Unità dei cristiani: “Siamo un unico corpo, perché uniti dall’amore di Dio”
Don Achille Villanucci, direttore dell'Ufficio diocesano per l'Ecumenismo e il dialogo interreligioso
Inizierà domani la Settimana di preghiera per l’unità dei cristiani 2026, dal tema “Uno solo è il corpo, uno solo è lo Spirito come una sola è la speranza alla quale Dio via ha chiamati” (dalla lettera agli Efesini 4,4), che avrà luogo in tutta la Chiesa così come in quella particolare di Pescara-Penne da domenica 18 a domenica 25 gennaio.

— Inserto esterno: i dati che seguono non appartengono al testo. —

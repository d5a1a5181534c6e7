//! SpiroMorph library - enveloped circular harmonics traced as a spirograph

pub mod cli;
pub mod error;
pub mod params;
pub mod rendering;
pub mod spiro;
pub mod timing;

In ambito locale saranno due gli appuntamenti promossi e organizzati, entrambi a Pescara, dall’Ufficio diocesano per l’Ecumenismo e il dialogo interreligioso. Innanzitutto lunedì 19 gennaio 2026 alle 19.30, presso la parrocchia di San Giuseppe in via Matese, si terrà una preghiera ecumenica con la partecipazione del parroco rumeno ortodosso Alin Iarca e di alcuni evangelici. Inoltre giovedì 22 gennaio alle 19.30, presso la Biblioteca diocesana “Carlo Maria Martini” in piazza Spirito Santo 5, ci sarà la conferenza dal tema “Protestanti e cattolici per la pace” con la relazione del teologo valdese Fulvio Ferrario.

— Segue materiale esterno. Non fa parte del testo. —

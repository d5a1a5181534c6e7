//! SpiroMorph - a spirograph that never stops changing.
//!
//! A handful of rotating circles are summed into one closed curve. Each
//! circle fades in and out on its own envelope and picks a new frequency and
//! phase while it is invisible, so the figure morphs continuously.

use std::sync::Arc;
use std::time::Instant;

use anyhow::Context;
use clap::Parser;
use rand::SeedableRng;
use rand_chacha::ChaCha8Rng;
use winit::{
    application::ApplicationHandler,
    event::*,
    event_loop::{ActiveEventLoop, ControlFlow, EventLoop},
    keyboard::{KeyCode, PhysicalKey},
    window::{Fullscreen, Window, WindowId},
};

use spiromorph::cli::Args;
use spiromorph::error::RenderError;
use spiromorph::params::{RecordingConfig, RenderConfig, SpiroConfig};
use spiromorph::rendering::RenderSystem;
use spiromorph::spiro::{LineVertex, SpiroSystem};
use spiromorph::timing::{animation_step, FrameClock};

const TITLE: &str = "SpiroMorph";

/// Main application state
struct App {
    // Window and rendering
    window: Option<Arc<Window>>,
    render_system: Option<RenderSystem>,
    vertices: Vec<LineVertex>,

    // Animation
    spiro: SpiroSystem,
    rng: ChaCha8Rng,
    paused: bool,

    // Configuration
    render_config: RenderConfig,
    recording_config: Option<RecordingConfig>,

    // Time tracking
    clock: FrameClock,
    frame_num: usize,
    /// Set when a recording frame was animated but not captured
    capture_pending: bool,

    /// First fatal error, returned from `main` once the event loop exits
    error: Option<anyhow::Error>,
}

impl App {
    fn new(
        spiro_config: &SpiroConfig,
        render_config: RenderConfig,
        recording_config: Option<RecordingConfig>,
        seed: u64,
    ) -> Self {
        let spiro = SpiroSystem::new(spiro_config, &render_config);

        Self {
            window: None,
            render_system: None,
            vertices: Vec::with_capacity(spiro.vertex_capacity()),
            spiro,
            rng: ChaCha8Rng::seed_from_u64(seed),
            paused: false,
            render_config,
            recording_config,
            clock: FrameClock::new(),
            frame_num: 0,
            capture_pending: false,
            error: None,
        }
    }

    /// Record a fatal error and stop the event loop
    fn fail(&mut self, event_loop: &ActiveEventLoop, error: anyhow::Error) {
        log::error!("{:#}", error);
        self.error.get_or_insert(error);
        event_loop.exit();
    }

    fn handle_key(&mut self, event_loop: &ActiveEventLoop, keycode: KeyCode) {
        match keycode {
            KeyCode::Escape => event_loop.exit(),
            KeyCode::Space => {
                self.paused = !self.paused;
                log::info!("Animation {}", if self.paused { "paused" } else { "resumed" });
            }
            _ => {}
        }
    }
}

impl ApplicationHandler for App {
    fn about_to_wait(&mut self, _event_loop: &ActiveEventLoop) {
        if let Some(window) = &self.window {
            window.request_redraw();
        }
    }

    fn resumed(&mut self, event_loop: &ActiveEventLoop) {
        if self.window.is_some() {
            return; // Already initialized
        }

        // Create window
        let mut window_attributes = Window::default_attributes()
            .with_title(TITLE)
            .with_inner_size(winit::dpi::PhysicalSize::new(
                self.render_config.window_width,
                self.render_config.window_height,
            ));
        if self.render_config.fullscreen {
            window_attributes = window_attributes.with_fullscreen(Some(Fullscreen::Borderless(None)));
        }

        let window = match event_loop.create_window(window_attributes) {
            Ok(window) => Arc::new(window),
            Err(e) => {
                self.fail(event_loop, anyhow::Error::new(e).context("failed to create window"));
                return;
            }
        };

        // Initialize rendering system
        let render_system = match pollster::block_on(RenderSystem::new(
            Arc::clone(&window),
            &self.render_config,
            self.spiro.vertex_capacity(),
            self.recording_config.clone(),
        )) {
            Ok(render_system) => render_system,
            Err(e) => {
                self.fail(event_loop, e.into());
                return;
            }
        };

        match &self.recording_config {
            Some(config) => log::info!(
                "Recording {} frames to {}",
                config.total_frames(),
                config.frames_dir().display()
            ),
            None => log::info!("Press ESC to quit, SPACE to pause"),
        }

        window.request_redraw();
        self.window = Some(window);
        self.render_system = Some(render_system);
    }

    fn window_event(
        &mut self,
        event_loop: &ActiveEventLoop,
        _window_id: WindowId,
        event: WindowEvent,
    ) {
        match event {
            WindowEvent::CloseRequested => event_loop.exit(),
            WindowEvent::Resized(size) => {
                if let Some(render_system) = &mut self.render_system {
                    render_system.resize(size.width, size.height);
                }
            }
            WindowEvent::KeyboardInput {
                event:
                    KeyEvent {
                        physical_key: PhysicalKey::Code(keycode),
                        state: ElementState::Pressed,
                        repeat: false,
                        ..
                    },
                ..
            } => self.handle_key(event_loop, keycode),
            WindowEvent::RedrawRequested => {
                self.render_frame(event_loop);
            }
            _ => {}
        }
    }
}

impl App {
    /// Advance the animation and render a single frame
    fn render_frame(&mut self, event_loop: &ActiveEventLoop) {
        let Some(render_system) = self.render_system.as_mut() else {
            return;
        };

        // Recording runs on a fixed timestep regardless of wall time
        let wall_dt = self.clock.tick(Instant::now());
        if let Some(elapsed_s) = animation_step(
            wall_dt,
            self.recording_config.as_ref(),
            self.paused,
            self.capture_pending,
        ) {
            let frame = self.spiro.update(elapsed_s, &mut self.rng);
            frame.fill_line_strip(&mut self.vertices);
        }
        let vertex_count = render_system.update_vertices(&self.vertices);

        match render_system.render(vertex_count, self.frame_num) {
            Ok(()) => {
                self.frame_num += 1;
                self.capture_pending = false;
            }
            Err(RenderError::Frame(wgpu::SurfaceError::Lost | wgpu::SurfaceError::Outdated)) => {
                log::warn!("Surface lost, reconfiguring");
                render_system.reconfigure();
                self.capture_pending = true;
            }
            Err(RenderError::Frame(wgpu::SurfaceError::Timeout)) => {
                log::warn!("Surface timed out, skipping frame");
                self.capture_pending = true;
            }
            Err(e) => {
                self.fail(event_loop, e.into());
                return;
            }
        }

        if let Some(config) = &self.recording_config {
            let total = config.total_frames();
            if self.frame_num > 0 && self.frame_num % config.fps as usize == 0 {
                log::info!("Recorded {}/{} frames", self.frame_num, total);
            }
            if self.frame_num >= total {
                log::info!(
                    "Recording complete: {} frames in {}",
                    self.frame_num,
                    config.frames_dir().display()
                );
                event_loop.exit();
            }
        }
    }
}

fn main() -> anyhow::Result<()> {
    env_logger::Builder::from_env(env_logger::Env::default().default_filter_or("info")).init();

    let args = Args::parse();
    let spiro_config = args.spiro_config()?;
    let render_config = args.render_config();
    let recording_config = args
        .create_recording_config()
        .context("failed to create recording directory")?;
    let seed = args.seed.unwrap_or_else(rand::random);

    log::info!("{} {}", TITLE, env!("CARGO_PKG_VERSION"));
    log::info!(
        "{} elements ({} in phase), fmax {}, loop resolution {}, speed {}, amplitude {}",
        spiro_config.element_count,
        spiro_config.envelopes_in_phase,
        spiro_config.max_element_frequency,
        spiro_config.angular_resolution,
        spiro_config.envelope_speed,
        spiro_config.amplitude_scale
    );
    log::info!(
        "Window {}x{}{}, seed {}",
        render_config.window_width,
        render_config.window_height,
        if render_config.fullscreen { " (fullscreen)" } else { "" },
        seed
    );

    let mut app = App::new(&spiro_config, render_config, recording_config, seed);
    let event_loop = EventLoop::new()?;
    event_loop.set_control_flow(ControlFlow::Poll);
    event_loop.run_app(&mut app)?;

    match app.error.take() {
        Some(error) => Err(error),
        None => Ok(()),
    }
}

Due appuntamenti ai quali la Chiesa di Pescara-Penne invita i pescaresi, e non solo, a partecipare: «Con il tema di quest’anno – spiega don Achille Villanucci, direttore dell’Ufficio diocesano per l’Ecumenismo e il dialogo interreligioso –, si è voluto sottolineare che come cristiani siamo uniti come un corpo è unito nelle sue membra e tutte le membra formano un corpo solo. Così noi come cristiani cattolici, protestanti e ortodossi siamo un corpo solo perché vivificati da un unico Spirito».

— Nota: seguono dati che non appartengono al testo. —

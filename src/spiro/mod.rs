//! Spirograph animation core: a bank of enveloped circular harmonics summed
//! into one closed polyline per frame.

mod angle;
mod color;
mod elements;
mod frame;

use bytemuck::{Pod, Zeroable};
use glam::Vec2;
use rand::Rng;

use crate::params::{RenderConfig, SpiroConfig};

// Re-export public types
pub use angle::AngleTable;
pub use color::{Color, ColorTable};
pub use elements::{envelope_offsets, Element, ElementBank, Envelope};
pub use frame::FrameEvaluator;

/// Vertex data for the curve line strip (pixel position + colour)
#[repr(C)]
#[derive(Copy, Clone, Debug, PartialEq, Pod, Zeroable)]
pub struct LineVertex {
    pub position: [f32; 2],
    pub color: [f32; 3],
}

/// One frame of the curve: a point per base angle with its colour
#[derive(Debug, Clone, Copy)]
pub struct Frame<'a> {
    pub points: &'a [Vec2],
    pub colors: &'a [Color],
}

impl Frame<'_> {
    /// Number of vertices `fill_line_strip` produces
    pub fn vertex_count(&self) -> usize {
        if self.points.is_empty() {
            0
        } else {
            self.points.len() + 1
        }
    }

    /// Build the closed line strip: every point in angle order, then back to
    /// point 0 so the loop joins in the starting colour.
    pub fn fill_line_strip(&self, vertices: &mut Vec<LineVertex>) {
        vertices.clear();
        let strip = self
            .points
            .iter()
            .zip(self.colors)
            .chain(self.points.first().zip(self.colors.first()));

        vertices.extend(strip.map(|(point, color)| LineVertex {
            position: point.to_array(),
            color: color.to_f32_array(),
        }));
    }
}

/// Owns all animation state and produces one frame per tick
pub struct SpiroSystem {
    angles: AngleTable,
    colors: ColorTable,
    bank: ElementBank,
    evaluator: FrameEvaluator,
    points: Vec<Vec2>,
}

impl SpiroSystem {
    /// Build tables and elements. The configuration must already be validated.
    pub fn new(config: &SpiroConfig, render_config: &RenderConfig) -> Self {
        let angles = AngleTable::new(config.angular_resolution);
        let colors = ColorTable::new(&angles);
        let bank = ElementBank::new(config);

        let (center_x, center_y) = render_config.center();
        let evaluator = FrameEvaluator::new(
            Vec2::new(center_x, center_y),
            config.element_radius(render_config.window_height),
        );

        Self {
            points: Vec::with_capacity(angles.resolution()),
            angles,
            colors,
            bank,
            evaluator,
        }
    }

    /// Advance the animation by `elapsed_s` seconds and trace the new frame
    ///
    /// # Arguments
    /// * `elapsed_s` - Seconds since the previous tick (>= 0)
    /// * `rng` - Random source for element re-randomization
    pub fn update<R: Rng + ?Sized>(&mut self, elapsed_s: f32, rng: &mut R) -> Frame<'_> {
        self.bank.step(elapsed_s, &self.angles, rng);
        self.evaluator
            .trace(self.bank.elements(), &self.angles, &mut self.points);

        Frame {
            points: &self.points,
            colors: self.colors.as_slice(),
        }
    }

    pub fn bank(&self) -> &ElementBank {
        &self.bank
    }

    pub fn angles(&self) -> &AngleTable {
        &self.angles
    }

    pub fn colors(&self) -> &ColorTable {
        &self.colors
    }

    pub fn evaluator(&self) -> &FrameEvaluator {
        &self.evaluator
    }

    /// Vertices in every frame's line strip
    pub fn vertex_capacity(&self) -> usize {
        self.angles.resolution() + 1
    }
}

#[cfg(test)]
mod tests {
    use super::*;
    use rand::SeedableRng;
    use rand_chacha::ChaCha8Rng;

    fn run(seed: u64, steps: &[f32]) -> Vec<Vec<Vec2>> {
        let mut system = SpiroSystem::new(&SpiroConfig::default(), &RenderConfig::default());
        let mut rng = ChaCha8Rng::seed_from_u64(seed);
        steps
            .iter()
            .map(|&dt| system.update(dt, &mut rng).points.to_vec())
            .collect()
    }

    #[test]
    fn test_frame_has_point_and_color_per_angle() {
        let config = SpiroConfig {
            angular_resolution: 2048,
            ..SpiroConfig::default()
        };
        let mut system = SpiroSystem::new(&config, &RenderConfig::default());
        let mut rng = ChaCha8Rng::seed_from_u64(0);

        let frame = system.update(0.016, &mut rng);
        assert_eq!(frame.points.len(), 2048);
        assert_eq!(frame.colors.len(), 2048);
        assert_eq!(frame.vertex_count(), 2049);
    }

    #[test]
    fn test_same_seed_same_frames() {
        let steps = [0.0, 0.016, 0.017, 0.5, 1.3, 0.016, 2.0, 0.033];
        assert_eq!(run(1234, &steps), run(1234, &steps));
    }

    #[test]
    fn test_different_seed_different_frames() {
        let steps = [0.0, 0.016, 0.5];
        assert_ne!(run(1, &steps), run(2, &steps));
    }

    #[test]
    fn test_line_strip_closes_on_first_point() {
        let mut system = SpiroSystem::new(&SpiroConfig::default(), &RenderConfig::default());
        let mut rng = ChaCha8Rng::seed_from_u64(5);
        let frame = system.update(0.1, &mut rng);

        let mut vertices = Vec::new();
        frame.fill_line_strip(&mut vertices);

        assert_eq!(vertices.len(), frame.vertex_count());
        assert_eq!(vertices[0], vertices[vertices.len() - 1]);
        assert_eq!(vertices[0].position, frame.points[0].to_array());
        assert_eq!(vertices[0].color, frame.colors[0].to_f32_array());
        assert_eq!(vertices[3].color, frame.colors[3].to_f32_array());
    }

    #[test]
    fn test_curve_stays_within_summed_radius() {
        let render_config = RenderConfig::default();
        let mut system = SpiroSystem::new(&SpiroConfig::default(), &render_config);
        let mut rng = ChaCha8Rng::seed_from_u64(77);
        let center = system.evaluator().center();
        let bound = system.evaluator().element_radius() * 5.0 + 1e-2;

        for _ in 0..50 {
            let frame = system.update(0.1, &mut rng);
            assert!(frame.points.iter().all(|p| p.distance(center) <= bound));
        }
    }
}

Da qui l’obiettivo di continuare promuovere l’unità delle Chiese cristiane, la quale non viene assolutamente mortificata dal rispetto delle singole specificità: «L’unità – precisa don Achille – non è certo scardinata dalle differenze liturgiche oppure nello stile di preghiera. Le abitudini sono diverse, ma sono diverse anche nelle stesse Chiese – tra la Chiesa africana e la Chiesa europea c’è uno stile diverso -, nello stesso cattolicesimo, nello stesso protestantesimo. Dev’essere normale considerare una certa differenza. Noi siamo uniti, non uniformi, non omologati, tutti con lo stesso pensiero. Siamo uniti dal Signore, lo adoriamo, l’amore di Dio unisce tutti quanti».
E le Chiese cristiane, in questi tempi difficili segnati dalla guerra che bussa insistentemente alle porte dell’Europa, particolarmente in questa settimana uniranno le loro voci anche per lanciare un ennesimo e convinto appello per la pace: «Il mondo vuole la pace – conclude il direttore dell’Ufficio diocesano per l’Ecumenismo -, vuole stare unito. Il mondo vuole dialogare. Le controversie non si risolvono con le armi, ma con il dialogo e con i negoziati. Da questo punto di vista, la Settimana di preghiera per l’unità dei cristiani sarà un segnale in più che lanceremo».